■ **Saved data entries**:

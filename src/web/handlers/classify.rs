// POST /api/classify: classify one document.
//
// Body: {"text": "<document>"}. A missing, null or non-string `text` is a
// client error (422), not a crash. A body that is not JSON at all gets the
// same `{"error": ...}` shape with axum's rejection status. Scoring is
// CPU-bound, so it runs on the blocking pool.

use axum::extract::rejection::JsonRejection;
use axum::extract::State;
use axum::http::StatusCode;
use axum::response::{IntoResponse, Response};
use axum::Json;
use serde_json::Value;
use tracing::error;

use crate::error::ClassifierError;
use crate::web::{api_error, classifier_error, AppState};

pub async fn classify(
    State(state): State<AppState>,
    body: Result<Json<Value>, JsonRejection>,
) -> Response {
    let body = match body {
        Ok(Json(body)) => body,
        Err(rejection) => return api_error(rejection.status(), &rejection.body_text()),
    };

    let text = match body.get("text") {
        Some(Value::String(text)) => text.clone(),
        Some(Value::Null) | None => {
            return classifier_error(&ClassifierError::InvalidInput(
                "request body needs a string field `text`".to_string(),
            ))
        }
        Some(_) => {
            return classifier_error(&ClassifierError::InvalidInput(
                "`text` must be a string".to_string(),
            ))
        }
    };

    let service = state.service.clone();
    match tokio::task::spawn_blocking(move || service.predict(&text)).await {
        Ok(Ok(prediction)) => (StatusCode::OK, Json(prediction)).into_response(),
        Ok(Err(e)) => classifier_error(&e),
        Err(e) => {
            error!(error = %e, "Classification task failed");
            api_error(StatusCode::INTERNAL_SERVER_ERROR, "classification task failed")
        }
    }
}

■ **TO DO**:
All that is wanted is the number of lines in the records that include the string "extract".

■ **PROBLEM SOLUTION**:
2